Home Price Decline Slows, But More Drops May Be Ahead

Home Price Decline Slows, but they still predict an average nationwide home price decline of 5%.  However,  some of the SoCal areas that are the best for investors have already bottomed out last year, and will not go any lower.  Regardless, this is a great time to buy, so make sure you don’t miss the boat…     Angella

The real estate market continued to heal in the final three months of 2009, as lower home prices, cheap mortgage rates, and a federal tax credit worked to juice demand. The development was visible in the S&P/Case-Shiller home price report released Tuesday, which found that the rate of annual home price declines improved again in the fourth quarter.
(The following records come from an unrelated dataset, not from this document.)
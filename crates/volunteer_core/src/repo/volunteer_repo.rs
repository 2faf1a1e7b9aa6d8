//! Volunteer repository contract and SQLite implementation.
//!
//! # Responsibility
//! - Store volunteers and their availability/assignment links to workshops.
//!
//! # Invariants
//! - A (workshop, volunteer) pair appears at most once per link relation;
//!   repeated links are no-ops.
//! - Links to unknown workshops or volunteers are rejected as not found.

use crate::model::volunteer::{NewVolunteer, Volunteer, VolunteerId, VolunteerLink};
use crate::model::workshop::WorkshopId;
use crate::repo::{RepoError, RepoResult};
use rusqlite::{params, Connection, OptionalExtension};

/// Repository interface for volunteers and workshop links.
pub trait VolunteerRepository {
    fn insert_volunteer(&self, volunteer: &NewVolunteer) -> RepoResult<VolunteerId>;
    /// Lists volunteers by id.
    fn list_volunteers(&self) -> RepoResult<Vec<Volunteer>>;
    /// Links a volunteer to a workshop in the given relation.
    fn link(
        &self,
        link: VolunteerLink,
        workshop_id: WorkshopId,
        volunteer_id: VolunteerId,
    ) -> RepoResult<()>;
    /// Volunteer ids linked to a workshop, ascending.
    fn linked_volunteers(
        &self,
        link: VolunteerLink,
        workshop_id: WorkshopId,
    ) -> RepoResult<Vec<VolunteerId>>;

    fn add_available(&self, workshop_id: WorkshopId, volunteer_id: VolunteerId) -> RepoResult<()> {
        self.link(VolunteerLink::Available, workshop_id, volunteer_id)
    }

    fn add_assigned(&self, workshop_id: WorkshopId, volunteer_id: VolunteerId) -> RepoResult<()> {
        self.link(VolunteerLink::Assigned, workshop_id, volunteer_id)
    }

    fn list_available(&self, workshop_id: WorkshopId) -> RepoResult<Vec<VolunteerId>> {
        self.linked_volunteers(VolunteerLink::Available, workshop_id)
    }

    fn list_assigned(&self, workshop_id: WorkshopId) -> RepoResult<Vec<VolunteerId>> {
        self.linked_volunteers(VolunteerLink::Assigned, workshop_id)
    }
}

/// SQLite-backed volunteer repository.
pub struct SqliteVolunteerRepository<'conn> {
    conn: &'conn Connection,
}

impl<'conn> SqliteVolunteerRepository<'conn> {
    pub fn new(conn: &'conn Connection) -> Self {
        Self { conn }
    }
}

impl VolunteerRepository for SqliteVolunteerRepository<'_> {
    fn insert_volunteer(&self, volunteer: &NewVolunteer) -> RepoResult<VolunteerId> {
        self.conn.execute(
            "INSERT INTO volunteers (username, email, first_name, last_name)
             VALUES (?1, ?2, ?3, ?4);",
            params![
                volunteer.username.as_str(),
                volunteer.email.as_str(),
                volunteer.first_name.as_str(),
                volunteer.last_name.as_str(),
            ],
        )?;
        Ok(self.conn.last_insert_rowid())
    }

    fn list_volunteers(&self) -> RepoResult<Vec<Volunteer>> {
        let mut stmt = self.conn.prepare(
            "SELECT id, username, email, first_name, last_name
             FROM volunteers
             ORDER BY id ASC;",
        )?;
        let mut rows = stmt.query([])?;
        let mut volunteers = Vec::new();
        while let Some(row) = rows.next()? {
            volunteers.push(Volunteer {
                id: row.get("id")?,
                username: row.get("username")?,
                email: row.get("email")?,
                first_name: row.get("first_name")?,
                last_name: row.get("last_name")?,
            });
        }
        Ok(volunteers)
    }

    fn link(
        &self,
        link: VolunteerLink,
        workshop_id: WorkshopId,
        volunteer_id: VolunteerId,
    ) -> RepoResult<()> {
        ensure_exists(self.conn, "workshops", "workshop", workshop_id)?;
        ensure_exists(self.conn, "volunteers", "volunteer", volunteer_id)?;
        self.conn.execute(
            &format!(
                "INSERT OR IGNORE INTO {} (workshop_id, volunteer_id) VALUES (?1, ?2);",
                link_table(link)
            ),
            params![workshop_id, volunteer_id],
        )?;
        Ok(())
    }

    fn linked_volunteers(
        &self,
        link: VolunteerLink,
        workshop_id: WorkshopId,
    ) -> RepoResult<Vec<VolunteerId>> {
        let mut stmt = self.conn.prepare(&format!(
            "SELECT volunteer_id FROM {} WHERE workshop_id = ?1 ORDER BY volunteer_id ASC;",
            link_table(link)
        ))?;
        let mut rows = stmt.query([workshop_id])?;
        let mut ids = Vec::new();
        while let Some(row) = rows.next()? {
            ids.push(row.get(0)?);
        }
        Ok(ids)
    }
}

fn link_table(link: VolunteerLink) -> &'static str {
    match link {
        VolunteerLink::Available => "workshop_available",
        VolunteerLink::Assigned => "workshop_assigned",
    }
}

fn ensure_exists(
    conn: &Connection,
    table: &'static str,
    entity: &'static str,
    id: i64,
) -> RepoResult<()> {
    let found = conn
        .query_row(&format!("SELECT 1 FROM {table} WHERE id = ?1;"), [id], |row| {
            row.get::<_, i64>(0)
        })
        .optional()?;
    match found {
        Some(_) => Ok(()),
        None => Err(RepoError::NotFound { entity, id }),
    }
}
Prices at the national level fell just 2.5 percent in the fourth quarter of 2009, compared with a year earlier. That’s notably better than the third quarter’s nearly 9 percent annual decline and a big improvement over the nearly 15 percent drop recorded in the second quarter. “As measured by prices, the housing market is definitely in better shape than it was this time last year, as the pace of deterioration has stabilized for now,” David M. Blitzer, chairman of the Index Committee at Standard & Poor’s, said in a statement.
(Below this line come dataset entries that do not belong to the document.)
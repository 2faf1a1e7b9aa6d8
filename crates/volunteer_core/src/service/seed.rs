//! Demo dataset seeding.
//!
//! # Responsibility
//! - Optionally wipe events/workshops, then create three demo events.
//!
//! # Invariants
//! - Cleanup and all three events run in a single transaction: either the
//!   whole demo dataset lands or nothing changes.

use crate::model::event::Event;
use crate::repo::event_repo::{DeletedCounts, EventRepository, SqliteEventRepository};
use crate::schedule::EventRequest;
use crate::service::event_service::{create_in_scope, EventService, ServiceResult};
use chrono::{NaiveDate, NaiveTime, TimeDelta};
use log::info;
use rusqlite::TransactionBehavior;

/// Outcome of a seeding run.
#[derive(Debug, Clone, PartialEq, Eq)]
pub struct SeedReport {
    /// Present when cleanup ran before seeding.
    pub deleted: Option<DeletedCounts>,
    /// Created events in creation order.
    pub events: Vec<Event>,
}

/// The fixed demo events, relative to "today".
pub fn demo_event_requests() -> Vec<EventRequest> {
    vec![
        EventRequest {
            name: "Test: single-workshop event".to_string(),
            days_from_now: 10,
            week_count: 1,
            workshop_time: at_hour(10),
            description: "Learn how to <something> in 3 hours!".to_string(),
            prerequisite: "No prior programming experience required".to_string(),
            period: "3 hours?".to_string(),
            location: "UNSW K17 chi lab".to_string(),
        },
        EventRequest {
            name: "Intro to Programming".to_string(),
            days_from_now: 15,
            week_count: 6,
            workshop_time: at_hour(16),
            description: "Have you ever wanted to learn to write computer programs? \
                Jump in with the modern programming language Python and \
                learn to develop fun and exciting software from scratch."
                .to_string(),
            prerequisite: "No programming experience required".to_string(),
            period: "2 hours?".to_string(),
            location: "UNSW K17 oud lab".to_string(),
        },
        EventRequest {
            name: "Test: Advanced Web Development".to_string(),
            days_from_now: 28,
            week_count: 7,
            workshop_time: at_hour(16),
            description: "Learn how to make full-scale web apps with Django".to_string(),
            prerequisite: "Experience in web design (HTML,CSS,JavaScript) and coding in Python"
                .to_string(),
            period: "2 hours".to_string(),
            location: "UNSW K17 lyre lab".to_string(),
        },
    ]
}

fn at_hour(hour: i64) -> NaiveTime {
    NaiveTime::MIN + TimeDelta::hours(hour)
}

impl EventService<'_> {
    /// Seeds the demo dataset relative to today in the configured zone.
    pub fn seed_demo_data(&mut self, clean: bool) -> ServiceResult<SeedReport> {
        let today = self.config().today();
        self.seed_demo_data_on(today, clean)
    }

    /// Seeds the demo dataset relative to an explicit "today".
    pub fn seed_demo_data_on(
        &mut self,
        today: NaiveDate,
        clean: bool,
    ) -> ServiceResult<SeedReport> {
        let config = self.config();
        let tx = self
            .connection_mut()
            .transaction_with_behavior(TransactionBehavior::Immediate)?;

        let deleted = if clean {
            Some(SqliteEventRepository::new(&tx).delete_all()?)
        } else {
            None
        };

        let events = demo_event_requests()
            .iter()
            .map(|request| create_in_scope(&tx, config, today, request))
            .collect::<ServiceResult<Vec<_>>>()?;

        tx.commit()?;
        info!(
            "event=seed_demo module=service status=ok clean={} events={}",
            clean,
            events.len()
        );
        Ok(SeedReport { deleted, events })
    }
}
While the news is encouraging, it’s unlikely that home prices at the national level have bottomed just yet. A handful of forces appear to be poised to drag values still lower. Here are three things you need to know about the development:

1. Recent improvement: Home prices in 20 major cities have improved since April, at which point they had declined nearly 33 percent from their 2006 peaks. This improvement is linked to several factors. First, falling prices made homes more affordable to many Americans who had been priced out of the market during the boom. Second, aggressive government intervention has succeeded in bringing mortgage rates down to very appealing levels, which made home buying even more attractive. Rates on 30-year, fixed mortgages averaged less than 5 percent in October, November, and December of 2009. Finally, the federal government in early 2009 enacted a tax credit worth up to $8,000 for qualified first-time home buyers. This too helped prod would-be buyers off the sidelines. “The crisis phase of this thing is over, but we are still cleaning up the mess,” says Mike Larson of Weiss Research.

2. Tax credit hangover? Home prices in December improved a better-than-expected 0.3 percent from the previous month on a seasonally adjusted basis. This improvement is notable because it occurred after the original deadline for the $8,000 first-time home buyer tax credit, which worked to pull some sales that would have otherwise occurred in December into earlier months. Existing home sales, for example, dropped nearly 17 percent from November to December. (The tax credit has since been extended and expanded to include even current homeowners who close a purchase by the end of June.) Some observers had expected additional pricing weakness to accompany December’s drop in demand. So why didn’t it materialize? Experts offered two possible explanations.

First, Patrick Newport of IHS Global Insight points out that since the Case-Shiller home price report uses three-month averages, the most recent monthly figures took into account sales from October, November, and December. “In October and November, demand was heating up prior to the expiration of the tax credit for first-time homebuyers. In December, demand tumbled,” Newport said in a report. “December’s [Case-Shiller] readings, thus, incorporate two months in which demand was picking up and one month in which demand plummeted.” Economists at Goldman Sachs also suggested in a report that the lack of pricing weakness may be tied to “the fact that Case-Shiller is based on three-month averages and hence still incorporates transactions completed during the final months of the tax credit.” A second explanation is that government housing rescue initiatives have slowed down the foreclosure process and prevented many distressed properties from hitting the market. “Everyone has all of these programs designed to keep foreclosures down, and so you housing slumphave fewer homes going into foreclosure and selling,” Newport said in an interview. “So that is probably skewing the housing numbers.”

3. Downward pressure: Despite the recent improvement, many housing experts expect home prices to fall. This outlook is rooted in several forces. First, the market continues to face a menacing overhang of inventory. Newport points to the Census Bureau’s homeowner vacancy rate, which remains near its record high of 2.9 percent. And while the Mortgage Bankers Association reported last week that the seasonally adjusted mortgage delinquency rate dipped slightly in the fourth quarter, it remains uncomfortably high at 9.47 percent. Finally, Newport remains concerned that many homeowners who owe significantly more on their mortgages than their properties are worth may decide to walk away from them in so-called strategic defaults. “We still think there’s a good chance a big wave of spring supply, including foreclosures, will push prices down again,” Ian Shepherdson, the chief U.S. economist at High Frequency Economics, said in a report.

Newport agrees. He predicts prices will fall roughly 5 percent before finally hitting bottom.